Both magazines are a reflection of their time, the Fascist era, celebrating the regime and its achievements in every field.
“Famiglia Nostra” begins publication in April 1930 and runs until August 1939, as far as can be inferred from the files in the INA Assitalia Historical Archive. The first issue of “La Buona Semente” is published in April 1931, and it runs until December 1943. The issues published during the years of the Second World War are perhaps the most interesting: here, on the front page, the renowned founder and editor of the magazine, Arrigo Solmi, offers thoughts regarding the war situation, making the magazine almost a war bulletin. The last two issues, following the Grand Council of Fascism meeting of 25 July 1943, are left hanging, detached from the enormity of the moment: no references to Fascism and no references to the war.

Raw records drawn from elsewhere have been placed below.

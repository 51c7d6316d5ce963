//! Deployed state of cloud resources
//!
//! A [`DeployedSnapshot`] is what a backend reports for one resource instance.
//! Snapshots are only ever produced by listing or reading a backend, and are
//! discarded with the session that observed them.

use serde::{Deserialize, Serialize};
use std::collections::BTreeMap;
use std::str::FromStr;

use crate::error::CloudError;

/// Kind of a managed resource
#[derive(Debug, Clone, Copy, PartialEq, Eq, PartialOrd, Ord, Hash, Serialize, Deserialize)]
#[serde(rename_all = "snake_case")]
pub enum ResourceKind {
    Group,
    User,
    Bucket,
}

impl ResourceKind {
    pub const ALL: [ResourceKind; 3] = [ResourceKind::Group, ResourceKind::User, ResourceKind::Bucket];

    /// Capitalized name used in console headings ("Group", "User", ...)
    pub fn title(&self) -> &'static str {
        match self {
            ResourceKind::Group => "Group",
            ResourceKind::User => "User",
            ResourceKind::Bucket => "Bucket",
        }
    }

    /// Position in creation order. Groups exist before users join them.
    pub fn create_order(&self) -> u8 {
        match self {
            ResourceKind::Group => 0,
            ResourceKind::User => 1,
            ResourceKind::Bucket => 2,
        }
    }
}

impl std::fmt::Display for ResourceKind {
    fn fmt(&self, f: &mut std::fmt::Formatter<'_>) -> std::fmt::Result {
        match self {
            ResourceKind::Group => write!(f, "group"),
            ResourceKind::User => write!(f, "user"),
            ResourceKind::Bucket => write!(f, "bucket"),
        }
    }
}

impl FromStr for ResourceKind {
    type Err = CloudError;

    fn from_str(s: &str) -> Result<Self, Self::Err> {
        match s.to_ascii_lowercase().as_str() {
            "group" | "groups" => Ok(ResourceKind::Group),
            "user" | "users" => Ok(ResourceKind::User),
            "bucket" | "buckets" => Ok(ResourceKind::Bucket),
            other => Err(CloudError::invalid_argument(format!(
                "unknown resource kind {:?}",
                other
            ))),
        }
    }
}

/// The backend's current representation of one resource instance
#[derive(Debug, Clone, PartialEq, Serialize, Deserialize)]
pub struct DeployedSnapshot {
    /// Backend-assigned identifier
    pub id: String,

    /// Resource name. Unnamed entities exist and can never be matched to configuration.
    pub name: Option<String>,

    /// Resource kind
    pub kind: ResourceKind,

    /// Kind-specific deployed attributes (arn, path, create date, ...)
    pub attributes: BTreeMap<String, serde_json::Value>,
}

impl DeployedSnapshot {
    pub fn new(kind: ResourceKind, id: impl Into<String>, name: impl Into<String>) -> Self {
        Self {
            id: id.into(),
            name: Some(name.into()),
            kind,
            attributes: BTreeMap::new(),
        }
    }

    pub fn unnamed(kind: ResourceKind, id: impl Into<String>) -> Self {
        Self {
            id: id.into(),
            name: None,
            kind,
            attributes: BTreeMap::new(),
        }
    }

    pub fn with_attribute(mut self, key: impl Into<String>, value: serde_json::Value) -> Self {
        self.attributes.insert(key.into(), value);
        self
    }

    pub fn get_attribute<T: serde::de::DeserializeOwned>(&self, key: &str) -> Option<T> {
        self.attributes
            .get(key)
            .and_then(|v| serde_json::from_value(v.clone()).ok())
    }

    pub fn name(&self) -> Option<&str> {
        self.name.as_deref()
    }
}

/// Reconciliation state of one resource name, derived from whether a deployed
/// snapshot and a configured definition are present
#[derive(Debug, Clone, Copy, PartialEq, Eq, Serialize, Deserialize)]
#[serde(rename_all = "snake_case")]
pub enum ResourceState {
    /// Neither deployed nor configured
    Absent,
    /// Deployed but never matched to configuration (drift)
    DeployedOnly,
    /// Configured but not yet deployed
    PendingCreate,
    /// Deployed and matched to configuration
    Reconciled,
}

impl ResourceState {
    pub fn from_sides(deployed: bool, configured: bool) -> Self {
        match (deployed, configured) {
            (false, false) => ResourceState::Absent,
            (true, false) => ResourceState::DeployedOnly,
            (false, true) => ResourceState::PendingCreate,
            (true, true) => ResourceState::Reconciled,
        }
    }

    /// Whether this state is a discrepancy between configuration and backend
    pub fn is_drift(&self) -> bool {
        matches!(self, ResourceState::DeployedOnly | ResourceState::PendingCreate)
    }
}

impl std::fmt::Display for ResourceState {
    fn fmt(&self, f: &mut std::fmt::Formatter<'_>) -> std::fmt::Result {
        match self {
            ResourceState::Absent => write!(f, "absent"),
            ResourceState::DeployedOnly => write!(f, "deployed-only"),
            ResourceState::PendingCreate => write!(f, "pending-create"),
            ResourceState::Reconciled => write!(f, "reconciled"),
        }
    }
}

Despite having different origins, their educational purpose is a clear common denominator between the two magazines, and the modus educandi shines through primarily in the light-hearted but powerful literary genre adopted: the novella, the short story. Among the contributors to the different features are professional writers and translators, many of them women, and many now forgotten: alongside Mario Massa, Giorgio Gostini, Alfredo Fabietti, Mario Puccini, Armando Ravaglioli and Carlo Pastorino we can find Fiammetta Lombarda (a pseudonym of Amelia Tondini Melgari), Lea Bevilacqua, Nerina Majorino Jori, Marina Ghiani Spano, Albertina Sala Costa, Linda Gentilucci Pizzen and Spina Vismara, to cite a few examples of those who appear most often. Also noteworthy is a cameo by (Yusuf or Giuseppe) Roberto Mandel, friend of the poet Gabriele D’Annunzio.
Other features are equally interesting, such as the ones in “Famiglia Nostra” dedicated to theatre evenings, insurance conferences, and poetry readings in Roman dialect (where the poet Augusto Jandolo was one of the guests), all of which took place inside the recreational club, at the INA building in 89 Via Veneto in Rome. There are also regular references to sport – even the boxer Primo Carnera was scheduled to visit the INA recreational club! – and to the INA’s OND.INA club, built on a floating house.
Among the features worthy of mention in “La Buona Semente” are the one dedicated to film, called Schermo Bianco (“White Screen”) and written under the pseudonym Espi, the ones dedicated to news reports from Italy, from distant lands and from countries involved in the war (among the authors: Carlo Dell’Ongaro) and the healthcare feature Note e Consigli D’Igiene (“Hygiene Hints and Tips”), which tackled basic medical themes, but also often referred readers back to the INA’s scientific publication, L’Assistenza Medica (“Medical Assistance”). Last but not least, a word on the imagery: In its second stage, beginning in 1938, “La Buona Semente” introduces a noteworthy use of imagery that incorporates images in support of INA’s popular policies and of the regime, on the cover and inside pages, created for the purpose and involving actors and photographers.